Clickstream Data Analysis Pipeline Using KSQL (Docker)

These steps will guide you through how to setup your environment and run the clickstream analysis tutorial from a Docker container.

Prerequisites

Download the Tutorial

Download and start the KSQL clickstream container. This container image is large and contains Confluent Platform Open Source, Grafana, and Elasticsearch. Depending on your network speed, this may take up to 10-15 minutes. The -p flag will forward the Grafana dashboard to port 33000 on your local host.

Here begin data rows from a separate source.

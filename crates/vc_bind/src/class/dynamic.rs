use alloc::boxed::Box;
use alloc::vec::Vec;

use crate::Bind;
use crate::class::{Class, Type};

// -----------------------------------------------------------------------------
// DynamicVariant

/// One concrete type that can stand behind a trait object.
#[derive(Clone, Debug)]
pub struct DynamicVariant {
    class: fn() -> &'static Class,
    cast: fn(Box<dyn Bind>) -> Result<Box<dyn Bind>, Box<dyn Bind>>,
}

impl DynamicVariant {
    #[inline]
    pub const fn new(
        class: fn() -> &'static Class,
        cast: fn(Box<dyn Bind>) -> Result<Box<dyn Bind>, Box<dyn Bind>>,
    ) -> Self {
        Self { class, cast }
    }

    #[inline]
    pub fn class(&self) -> &'static Class {
        (self.class)()
    }

    /// Boxes a value of this variant as the trait object.
    #[inline]
    pub fn cast(&self, value: Box<dyn Bind>) -> Result<Box<dyn Bind>, Box<dyn Bind>> {
        (self.cast)(value)
    }
}

// -----------------------------------------------------------------------------
// DynamicInfo

/// A `Box<dyn Trait>` with a closed list of concrete variants.
///
/// The variant in use is written as the `class` attribute. When a
/// document carries no `class`, the default variant is instantiated;
/// without one, reading fails.
#[derive(Clone, Debug)]
pub struct DynamicInfo {
    ty: Type,
    get: fn(&dyn Bind) -> Option<&dyn Bind>,
    variants: Vec<DynamicVariant>,
    default: Option<usize>,
}

impl DynamicInfo {
    #[inline]
    pub fn new(
        ty: Type,
        get: fn(&dyn Bind) -> Option<&dyn Bind>,
        variants: Vec<DynamicVariant>,
        default: Option<usize>,
    ) -> Self {
        Self {
            ty,
            get,
            variants,
            default,
        }
    }

    #[inline]
    pub const fn ty(&self) -> &Type {
        &self.ty
    }

    /// The concrete value behind the trait object.
    #[inline]
    pub fn get<'a>(&self, object: &'a dyn Bind) -> Option<&'a dyn Bind> {
        (self.get)(object)
    }

    #[inline]
    pub fn variants(&self) -> &[DynamicVariant] {
        &self.variants
    }

    /// The variant instantiated when no type override is present.
    #[inline]
    pub fn default_variant(&self) -> Option<&DynamicVariant> {
        self.default.and_then(|index| self.variants.get(index))
    }

    /// Finds the variant for a concrete class.
    pub fn variant_of(&self, class: &Class) -> Option<&DynamicVariant> {
        self.variants
            .iter()
            .find(|variant| variant.class().ty() == class.ty())
    }

    /// Finds the variant whose path is `path`.
    pub fn variant_named(&self, path: &str) -> Option<&DynamicVariant> {
        self.variants
            .iter()
            .find(|variant| variant.class().ty().path() == path)
    }
}

// -----------------------------------------------------------------------------
// impl_dynamic

/// Implements [`Typed`](crate::class::Typed) for `Box<dyn Trait>`.
///
/// The trait must have [`Bind`] as a supertrait. Every listed variant must
/// implement the trait and `Typed`; the optional `default` variant is
/// created when a document gives no `class` attribute.
///
/// # Examples
///
/// ```
/// use vc_bind::{Bind, Xml, impl_dynamic};
/// use vc_bind::class::Typed;
///
/// trait Shape: Bind {
///     fn area(&self) -> f64;
/// }
///
/// #[derive(Xml, Default)]
/// struct Square {
///     #[xml(attribute)]
///     side: f64,
/// }
///
/// impl Shape for Square {
///     fn area(&self) -> f64 {
///         self.side * self.side
///     }
/// }
///
/// impl_dynamic!(dyn Shape { Square } default Square);
///
/// let info = <Box<dyn Shape> as Typed>::class().as_dynamic().unwrap();
/// assert_eq!(info.variants().len(), 1);
/// assert!(info.default_variant().is_some());
/// ```
#[macro_export]
macro_rules! impl_dynamic {
    (dyn $trait:ident { $($variant:ty),+ $(,)? } $(default $default:ty)?) => {
        impl $crate::class::Typed for ::std::boxed::Box<dyn $trait> {
            fn class() -> &'static $crate::class::Class {
                static CELL: $crate::class::NonGenericClassCell =
                    $crate::class::NonGenericClassCell::new();
                CELL.get_or_init(|| {
                    let variants = ::std::vec![$(
                        $crate::class::DynamicVariant::new(
                            <$variant as $crate::class::Typed>::class,
                            |value| {
                                let value: $variant = value.take::<$variant>()?;
                                let object: ::std::boxed::Box<dyn $trait> =
                                    ::std::boxed::Box::new(value);
                                ::core::result::Result::Ok(::std::boxed::Box::new(object))
                            },
                        )
                    ),+];
                    let default: ::core::option::Option<usize> = ::core::option::Option::None
                        $(.or_else(|| {
                            let path = <$default as $crate::class::Typed>::class().ty().path();
                            variants.iter().position(|v| v.class().ty().path() == path)
                        }))?;
                    $crate::class::Class::Dynamic($crate::class::DynamicInfo::new(
                        $crate::class::Type::of::<Self>(
                            ::core::concat!(::core::module_path!(), "::", ::core::stringify!($trait)),
                            ::core::stringify!($trait),
                        ),
                        |object| {
                            object
                                .downcast_ref::<::std::boxed::Box<dyn $trait>>()
                                .map(|inner| &**inner as &dyn $crate::Bind)
                        },
                        variants,
                        default,
                    ))
                })
            }
        }
    };
}
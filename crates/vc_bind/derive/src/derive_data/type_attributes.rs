use proc_macro2::Span;
use syn::meta::ParseNestedMeta;
use syn::parse::ParseStream;
use syn::punctuated::Punctuated;
use syn::spanned::Spanned;
use syn::{Attribute, Ident, LitBool, LitStr, Path, Token, Type, parenthesized};

use super::{LabelKind, NamespaceAttribute, parse_flag, parse_str};
use crate::XML_ATTRIBUTE_NAME;

// -----------------------------------------------------------------------------
// DefaultAttribute

/// `default = "field"`, `default = "property"` or
/// `default(field, required)`.
pub(crate) struct DefaultAttribute {
    pub property: bool,
    pub required: bool,
}

impl DefaultAttribute {
    fn parse(meta: &ParseNestedMeta) -> syn::Result<Self> {
        if meta.input.peek(Token![=]) {
            let access = parse_str(meta)?;
            return Ok(Self {
                property: Self::access(&access.value(), access.span())?,
                required: false,
            });
        }
        let mut property = None;
        let mut required = false;
        meta.parse_nested_meta(|inner| {
            if inner.path.is_ident("required") {
                required = parse_flag(&inner)?;
            } else if let Some(ident) = inner.path.get_ident() {
                property = Some(Self::access(&ident.to_string(), ident.span())?);
            } else {
                return Err(inner.error("expected `field`, `property` or `required`"));
            }
            Ok(())
        })?;
        match property {
            Some(property) => Ok(Self { property, required }),
            None => Err(meta.error("expected `field` or `property`")),
        }
    }

    fn access(access: &str, span: Span) -> syn::Result<bool> {
        match access {
            "field" => Ok(false),
            "property" => Ok(true),
            _ => Err(syn::Error::new(span, "expected `field` or `property`")),
        }
    }
}

// -----------------------------------------------------------------------------
// ConstructorAttribute

/// `kind("name")` or `kind("name", Type)` inside a constructor.
pub(crate) struct ParameterAttribute {
    pub kind: LabelKind,
    pub name: LitStr,
    pub ty: Option<Type>,
}

/// `constructor(default)` or `constructor(path, kind("name"), ..)`.
pub(crate) enum ConstructorAttribute {
    Default,
    Function {
        path: Path,
        parameters: Vec<ParameterAttribute>,
    },
}

impl ConstructorAttribute {
    fn parse(meta: &ParseNestedMeta) -> syn::Result<Self> {
        let content;
        parenthesized!(content in meta.input);
        Self::parse_content(&content)
    }

    fn parse_content(input: ParseStream) -> syn::Result<Self> {
        let path: Path = input.parse()?;
        if path.is_ident("default") && input.is_empty() {
            return Ok(Self::Default);
        }

        let mut parameters = Vec::new();
        while !input.is_empty() {
            input.parse::<Token![,]>()?;
            if input.is_empty() {
                break;
            }
            let ident: Ident = input.parse()?;
            let Some(kind) = LabelKind::from_ident(&ident) else {
                return Err(syn::Error::new(ident.span(), "expected a label kind such as `attribute` or `element`"));
            };
            let inner;
            parenthesized!(inner in input);
            let name: LitStr = inner.parse()?;
            let ty = if inner.peek(Token![,]) {
                inner.parse::<Token![,]>()?;
                Some(inner.parse()?)
            } else {
                None
            };
            if !inner.is_empty() {
                return Err(inner.error("expected `\"name\"` or `\"name\", Type`"));
            }
            parameters.push(ParameterAttribute { kind, name, ty });
        }
        Ok(Self::Function { path, parameters })
    }
}

// -----------------------------------------------------------------------------
// CallbackAttributes

/// Inherent methods named by `commit = ".."` and friends.
#[derive(Default)]
pub(crate) struct CallbackAttributes {
    pub commit: Option<Ident>,
    pub validate: Option<Ident>,
    pub persist: Option<Ident>,
    pub complete: Option<Ident>,
    pub replace: Option<Ident>,
    pub resolve: Option<Ident>,
}

impl CallbackAttributes {
    pub fn is_empty(&self) -> bool {
        self.commit.is_none()
            && self.validate.is_none()
            && self.persist.is_none()
            && self.complete.is_none()
            && self.replace.is_none()
            && self.resolve.is_none()
    }

    /// Returns `Ok(false)` if `meta` is not a callback.
    fn parse(&mut self, meta: &ParseNestedMeta) -> syn::Result<bool> {
        let slot = if meta.path.is_ident("commit") {
            &mut self.commit
        } else if meta.path.is_ident("validate") {
            &mut self.validate
        } else if meta.path.is_ident("persist") {
            &mut self.persist
        } else if meta.path.is_ident("complete") {
            &mut self.complete
        } else if meta.path.is_ident("replace") {
            &mut self.replace
        } else if meta.path.is_ident("resolve") {
            &mut self.resolve
        } else {
            return Ok(false);
        };
        if slot.is_some() {
            return Err(meta.error("callback declared twice"));
        }
        *slot = Some(parse_str(meta)?.parse()?);
        Ok(true)
    }
}

// -----------------------------------------------------------------------------
// TypeAttributes

/// Every `#[xml(...)]` directive placed on the type itself.
#[derive(Default)]
pub(crate) struct TypeAttributes {
    /// `Some(None)` for a bare `root`.
    pub root: Option<Option<LitStr>>,
    pub strict: Option<LitBool>,
    pub order: Option<(Vec<LitStr>, Vec<LitStr>)>,
    pub default: Option<DefaultAttribute>,
    pub namespace: Option<NamespaceAttribute>,
    pub declarations: Vec<NamespaceAttribute>,
    pub constructors: Vec<ConstructorAttribute>,
    pub callbacks: CallbackAttributes,
    pub path: Option<LitStr>,
    /// The first directive that only applies to structs.
    pub struct_only: Option<Span>,
}

impl TypeAttributes {
    pub fn parse_attrs(attrs: &[Attribute]) -> syn::Result<Self> {
        let mut parsed = Self::default();
        for attr in attrs {
            if attr.path().is_ident(XML_ATTRIBUTE_NAME) {
                attr.parse_nested_meta(|meta| parsed.parse_meta(&meta))?;
            }
        }
        Ok(parsed)
    }

    fn parse_meta(&mut self, meta: &ParseNestedMeta) -> syn::Result<()> {
        if meta.path.is_ident("path") {
            self.path = Some(parse_str(meta)?);
            return Ok(());
        }
        self.struct_only.get_or_insert(meta.path.span());

        if meta.path.is_ident("root") {
            let name = if meta.input.peek(Token![=]) {
                Some(parse_str(meta)?)
            } else {
                None
            };
            self.root = Some(name);
        } else if meta.path.is_ident("strict") {
            self.strict = Some(meta.value()?.parse()?);
        } else if meta.path.is_ident("order") {
            let mut elements = Vec::new();
            let mut attributes = Vec::new();
            meta.parse_nested_meta(|inner| {
                let content;
                parenthesized!(content in inner.input);
                let names = Punctuated::<LitStr, Token![,]>::parse_terminated(&content)?;
                if inner.path.is_ident("elements") {
                    elements.extend(names);
                } else if inner.path.is_ident("attributes") {
                    attributes.extend(names);
                } else {
                    return Err(inner.error("expected `elements` or `attributes`"));
                }
                Ok(())
            })?;
            self.order = Some((elements, attributes));
        } else if meta.path.is_ident("default") {
            self.default = Some(DefaultAttribute::parse(meta)?);
        } else if meta.path.is_ident("namespace") {
            self.namespace = Some(NamespaceAttribute::parse(meta)?);
        } else if meta.path.is_ident("declare") {
            self.declarations.push(NamespaceAttribute::parse(meta)?);
        } else if meta.path.is_ident("constructor") {
            self.constructors.push(ConstructorAttribute::parse(meta)?);
        } else if !self.callbacks.parse(meta)? {
            return Err(meta.error("unknown `xml` type attribute"));
        }
        Ok(())
    }
}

$ docker run -p 33000:3000 -it confluentinc/ksql-clickstream-demo:4.1.0 bash

Your output should resemble:

Unable to find image 'confluentinc/ksql-clickstream-demo:4.1.0' locally
latest: Pulling from confluentinc/ksql-clickstream-demo
ad74af05f5a2: Already exists
d02e292e7b5e: Already exists
8de7f5c81ab0: Already exists
ed0b76dc2730: Already exists
cfc44fa8a002: Already exists
d9ece951ea0c: Pull complete
f26010779356: Pull complete
c9dad5440731: Pull complete
935591799d9d: Pull complete
696df0f65482: Pull complete
14fd98e52325: Pull complete
fcbeb94bace2: Pull complete
32cca4f1567d: Pull complete
5df0d25e7260: Pull complete
e16097edc4fc: Pull complete
72b33b348958: Pull complete
015da01a41b0: Pull complete
80e29f47abe0: Pull complete
Digest: sha256:f3b2b19668b851d1300f77aa8c2236a126b628b911578cc688c7e0de442c1cd3
Status: Downloaded newer image for confluentinc/ksql-clickstream-demo:latest
$

You should now be in the Docker container and the remaining steps are run from within the container.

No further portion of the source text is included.